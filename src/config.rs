//! Configuration management with layered loading
//!
//! Precedence (lowest to highest):
//! 1. Compiled defaults
//! 2. Global config: `$XDG_CONFIG_HOME/nodetree/nodetree.toml`
//! 3. Local config: `<dir>/.nodetree.toml`
//! 4. Environment variables: `NODETREE_*` prefix

use std::path::{Path, PathBuf};

use clap::ValueEnum;
use config::{Config, ConfigError, Environment};
use directories::ProjectDirs;
use serde::{Deserialize, Serialize};
use thiserror::Error;
use tracing::debug;

/// Configuration errors: unreadable or invalid settings files and values.
#[derive(Error, Debug)]
pub enum SettingsError {
    #[error("config error: {message}")]
    Config { message: String },

    #[error("invalid setting '{key}': {reason}")]
    Invalid { key: String, reason: String },
}

/// How trees are printed.
#[derive(Debug, Clone, Copy, Serialize, Deserialize, PartialEq, Eq, Default, ValueEnum)]
#[serde(rename_all = "lowercase")]
pub enum OutputFormat {
    /// Box-drawing tree
    #[default]
    Tree,
    /// Tree literal as JSON
    Json,
}

/// Raw settings for intermediate parsing (`None` = not specified, inherit).
#[derive(Debug, Clone, Deserialize, Default)]
#[serde(default)]
pub struct RawSettings {
    pub path_separator: Option<String>,
    pub format: Option<OutputFormat>,
    pub pretty: Option<bool>,
}

/// Effective configuration for nodetree.
#[derive(Debug, Clone, Serialize, Deserialize, PartialEq, Eq)]
#[serde(default)]
pub struct Settings {
    /// Separator between segments of node paths given on the command line
    pub path_separator: String,
    /// Output format for printed trees
    pub format: OutputFormat,
    /// Pretty-print JSON output
    pub pretty: bool,
}

impl Default for Settings {
    fn default() -> Self {
        Self {
            path_separator: "/".into(),
            format: OutputFormat::Tree,
            pretty: true,
        }
    }
}

/// Get the XDG config directory for nodetree.
pub fn global_config_dir() -> Option<PathBuf> {
    ProjectDirs::from("", "", "nodetree").map(|dirs| dirs.config_dir().to_path_buf())
}

/// Get the path to the global config file.
pub fn global_config_path() -> Option<PathBuf> {
    global_config_dir().map(|dir| dir.join("nodetree.toml"))
}

/// Get the path to the local config file in a directory.
pub fn local_config_path(dir: &Path) -> PathBuf {
    dir.join(".nodetree.toml")
}

/// Load a TOML file into RawSettings for manual merging.
fn load_raw_settings(path: &Path) -> Result<RawSettings, SettingsError> {
    let content = std::fs::read_to_string(path).map_err(|e| SettingsError::Config {
        message: format!("read {}: {}", path.display(), e),
    })?;
    toml::from_str(&content).map_err(|e| SettingsError::Config {
        message: format!("parse {}: {}", path.display(), e),
    })
}

impl Settings {
    /// Overlay wins where it specifies a value.
    fn merge_with(&self, overlay: &RawSettings) -> Self {
        Self {
            path_separator: overlay
                .path_separator
                .clone()
                .unwrap_or_else(|| self.path_separator.clone()),
            format: overlay.format.unwrap_or(self.format),
            pretty: overlay.pretty.unwrap_or(self.pretty),
        }
    }

    /// Load settings with layered precedence.
    ///
    /// # Arguments
    /// * `local_dir` - Optional directory holding a `.nodetree.toml`
    pub fn load(local_dir: Option<&Path>) -> Result<Self, SettingsError> {
        let mut current = Self::default();

        if let Some(global_path) = global_config_path() {
            if global_path.exists() {
                debug!(path = %global_path.display(), "loading global config");
                current = current.merge_with(&load_raw_settings(&global_path)?);
            }
        }

        if let Some(dir) = local_dir {
            let local_path = local_config_path(dir);
            if local_path.exists() {
                debug!(path = %local_path.display(), "loading local config");
                current = current.merge_with(&load_raw_settings(&local_path)?);
            }
        }

        current = Self::apply_env_overrides(current)?;
        current.validate()?;
        Ok(current)
    }

    /// Apply NODETREE_* environment variables as explicit overrides.
    fn apply_env_overrides(mut settings: Self) -> Result<Self, SettingsError> {
        // Use config crate just for env var parsing
        let config = Config::builder()
            .add_source(
                Environment::with_prefix("NODETREE")
                    .prefix_separator("_")
                    .separator("__"),
            )
            .build()
            .map_err(config_err)?;

        if let Ok(val) = config.get_string("path_separator") {
            settings.path_separator = val;
        }
        if let Ok(val) = config.get_string("format") {
            settings.format = OutputFormat::from_str(&val, true).map_err(|reason| SettingsError::Invalid {
                key: "format".into(),
                reason,
            })?;
        }
        if let Ok(val) = config.get_bool("pretty") {
            settings.pretty = val;
        }

        Ok(settings)
    }

    fn validate(&self) -> Result<(), SettingsError> {
        if self.path_separator.is_empty() {
            return Err(SettingsError::Invalid {
                key: "path_separator".into(),
                reason: "must not be empty".into(),
            });
        }
        Ok(())
    }

    /// Show the effective configuration as TOML.
    pub fn to_toml(&self) -> Result<String, SettingsError> {
        toml::to_string_pretty(self).map_err(|e| SettingsError::Config {
            message: format!("serialize config: {e}"),
        })
    }

    /// Generate a template config file.
    pub fn template() -> String {
        r#"# nodetree configuration
#
# Locations (by precedence, lowest to highest):
#   Global: ~/.config/nodetree/nodetree.toml
#   Local:  <dir>/.nodetree.toml  (dir given with -C)
#   Env:    NODETREE_* environment variables

# Separator between path segments on the command line ("a/b/c")
# path_separator = "/"

# Output format for `show`: "tree" or "json"
# format = "tree"

# Pretty-print JSON output
# pretty = true
"#
        .to_string()
    }
}

fn config_err(e: ConfigError) -> SettingsError {
    SettingsError::Config {
        message: e.to_string(),
    }
}

#[cfg(test)]
mod tests {
    use super::*;

    #[test]
    fn given_defaults_when_created_then_uses_slash_separator_and_tree_format() {
        let settings = Settings::default();
        assert_eq!(settings.path_separator, "/");
        assert_eq!(settings.format, OutputFormat::Tree);
        assert!(settings.pretty);
    }

    #[test]
    fn given_partial_overlay_when_merging_then_keeps_unspecified_values() {
        let overlay = RawSettings {
            path_separator: Some(".".into()),
            ..RawSettings::default()
        };

        let merged = Settings::default().merge_with(&overlay);

        assert_eq!(merged.path_separator, ".");
        assert_eq!(merged.format, OutputFormat::Tree);
        assert!(merged.pretty);
    }

    #[test]
    fn given_empty_separator_when_validating_then_rejects() {
        let settings = Settings {
            path_separator: String::new(),
            ..Settings::default()
        };
        assert!(matches!(
            settings.validate(),
            Err(SettingsError::Invalid { .. })
        ));
    }

    #[test]
    fn given_template_when_parsed_then_is_valid_toml() {
        let raw: RawSettings = toml::from_str(&Settings::template()).expect("parse template");
        assert!(raw.path_separator.is_none());
    }

    #[test]
    fn given_settings_when_serialized_then_round_trips_through_toml() {
        let settings = Settings {
            path_separator: "::".into(),
            format: OutputFormat::Json,
            pretty: false,
        };
        let text = settings.to_toml().unwrap();
        let parsed: Settings = toml::from_str(&text).unwrap();
        assert_eq!(parsed, settings);
    }
}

= = = =

Retype the entries in full. Keep every line identical.

filename src/config.rs
//! Configuration management with layered loading
//!
//! Precedence (lowest to highest):
//! 1. Compiled defaults
//! 2. Global config: `$XDG_CONFIG_HOME/nodetree/nodetree.toml`
//! 3. Local config: `<dir>/.nodetree.toml`
//! 4. Environment variables: `NODETREE_*` prefix

use std::path::{Path, PathBuf};

use clap::ValueEnum;
use config::{Config, ConfigError, Environment};
use directories::ProjectDirs;
use serde::{Deserialize, Serialize};
use thiserror::Error;
use tracing::debug;

/// Configuration errors: unreadable or invalid settings files and values.
#[derive(Error, Debug)]
pub enum SettingsError {
    #[error("config error: {message}")]
    Config { message: String },

    #[error("invalid setting '{key}': {reason}")]
    Invalid { key: String, reason: String },
}

/// How trees are printed.
#[derive(Debug, Clone, Copy, Serialize, Deserialize, PartialEq, Eq, Default, ValueEnum)]
#[serde(rename_all = "lowercase")]
pub enum OutputFormat {
    /// Box-drawing tree
    #[default]
    Tree,
    /// Tree literal as JSON
    Json,
}

/// Raw settings for intermediate parsing (`None` = not specified, inherit).
#[derive(Debug, Clone, Deserialize, Default)]
#[serde(default)]
pub struct RawSettings {
    pub path_separator: Option<String>,
    pub format: Option<OutputFormat>,
    pub pretty: Option<bool>,
}

/// Effective configuration for nodetree.
#[derive(Debug, Clone, Serialize, Deserialize, PartialEq, Eq)]
#[serde(default)]
pub struct Settings {
    /// Separator between segments of node paths given on the command line
    pub path_separator: String,
    /// Output format for printed trees
    pub format: OutputFormat,
    /// Pretty-print JSON output
    pub pretty: bool,
}

impl Default for Settings {
    fn default() -> Self {
        Self {
            path_separator: "/".into(),
            format: OutputFormat::Tree,
            pretty: true,
        }
    }
}

/// Get the XDG config directory for nodetree.
pub fn global_config_dir() -> Option<PathBuf> {
    ProjectDirs::from("", "", "nodetree").map(|dirs| dirs.config_dir().to_path_buf())
}

/// Get the path to the global config file.
pub fn global_config_path() -> Option<PathBuf> {
    global_config_dir().map(|dir| dir.join("nodetree.toml"))
}

/// Get the path to the local config file in a directory.
pub fn local_config_path(dir: &Path) -> PathBuf {
    dir.join(".nodetree.toml")
}

/// Load a TOML file into RawSettings for manual merging.
fn load_raw_settings(path: &Path) -> Result<RawSettings, SettingsError> {
    let content = std::fs::read_to_string(path).map_err(|e| SettingsError::Config {
        message: format!("read {}: {}", path.display(), e),
    })?;
    toml::from_str(&content).map_err(|e| SettingsError::Config {
        message: format!("parse {}: {}", path.display(), e),
    })
}

impl Settings {
    /// Overlay wins where it specifies a value.
    fn merge_with(&self, overlay: &RawSettings) -> Self {
        Self {
            path_separator: overlay
                .path_separator
                .clone()
                .unwrap_or_else(|| self.path_separator.clone()),
            format: overlay.format.unwrap_or(self.format),
            pretty: overlay.pretty.unwrap_or(self.pretty),
        }
    }

    /// Load settings with layered precedence.
    ///
    /// # Arguments
    /// * `local_dir` - Optional directory holding a `.nodetree.toml`
    pub fn load(local_dir: Option<&Path>) -> Result<Self, SettingsError> {
        let mut current = Self::default();

        if let Some(global_path) = global_config_path() {
            if global_path.exists() {
                debug!(path = %global_path.display(), "loading global config");
                current = current.merge_with(&load_raw_settings(&global_path)?);
            }
        }

        if let Some(dir) = local_dir {
            let local_path = local_config_path(dir);
            if local_path.exists() {
                debug!(path = %local_path.display(), "loading local config");
                current = current.merge_with(&load_raw_settings(&local_path)?);
            }
        }

        current = Self::apply_env_overrides(current)?;
        current.validate()?;
        Ok(current)
    }

    /// Apply NODETREE_* environment variables as explicit overrides.
    fn apply_env_overrides(mut settings: Self) -> Result<Self, SettingsError> {
        // Use config crate just for env var parsing
        let config = Config::builder()
            .add_source(
                Environment::with_prefix("NODETREE")
                    .prefix_separator("_")
                    .separator("__"),
            )
            .build()
            .map_err(config_err)?;

        if let Ok(val) = config.get_string("path_separator") {
            settings.path_separator = val;
        }
        if let Ok(val) = config.get_string("format") {
            settings.format = OutputFormat::from_str(&val, true).map_err(|reason| SettingsError::Invalid {
                key: "format".into(),
                reason,
            })?;
        }
        if let Ok(val) = config.get_bool("pretty") {
            settings.pretty = val;
        }

        Ok(settings)
    }

    fn validate(&self) -> Result<(), SettingsError> {
        if self.path_separator.is_empty() {
            return Err(SettingsError::Invalid {
                key: "path_separator".into(),
                reason: "must not be empty".into(),
            });
        }
        Ok(())
    }

    /// Show the effective configuration as TOML.
    pub fn to_toml(&self) -> Result<String, SettingsError> {
        toml::to_string_pretty(self).map_err(|e| SettingsError::Config {
            message: format!("serialize config: {e}"),
        })
    }

    /// Generate a template config file.
    pub fn template() -> String {
        r#"# nodetree configuration
#
# Locations (by precedence, lowest to highest):
#   Global: ~/.config/nodetree/nodetree.toml
#   Local:  <dir>/.nodetree.toml  (dir given with -C)
#   Env:    NODETREE_* environment variables

# Separator between path segments on the command line ("a/b/c")
# path_separator = "/"

# Output format for `show`: "tree" or "json"
# format = "tree"

# Pretty-print JSON output
# pretty = true
"#
        .to_string()
    }
}

fn config_err(e: ConfigError) -> SettingsError {
    SettingsError::Config {
        message: e.to_string(),
    }
}

#[cfg(test)]
mod tests {
    use super::*;

    #[test]
    fn given_defaults_when_created_then_uses_slash_separator_and_tree_format() {
        let settings = Settings::default();
        assert_eq!(settings.path_separator, "/");
        assert_eq!(settings.format, OutputFormat::Tree);
        assert!(settings.pretty);
    }

    #[test]
    fn given_partial_overlay_when_merging_then_keeps_unspecified_values() {
        let overlay = RawSettings {
            path_separator: Some(".".into()),
            ..RawSettings::default()
        };

        let merged = Settings::default().merge_with(&overlay);

        assert_eq!(merged.path_separator, ".");
        assert_eq!(merged.format, OutputFormat::Tree);
        assert!(merged.pretty);
    }

    #[test]
    fn given_empty_separator_when_validating_then_rejects() {
        let settings = Settings {
            path_separator: String::new(),
            ..Settings::default()
        };
        assert!(matches!(
            settings.validate(),
            Err(SettingsError::Invalid { .. })
        ));
    }

    #[test]
    fn given_template_when_parsed_then_is_valid_toml() {
        let raw: RawSettings = toml::from_str(&Settings::template()).expect("parse template");
        assert!(raw.path_separator.is_none());
    }

    #[test]
    fn given_settings_when_serialized_then_round_trips_through_toml() {
        let settings = Settings {
            path_separator: "::".into(),
            format: OutputFormat::Json,
            pretty: false,
        };
        let text = settings.to_toml().unwrap();
        let parsed: Settings = toml::from_str(&text).unwrap();
        assert_eq!(parsed, settings);
    }
}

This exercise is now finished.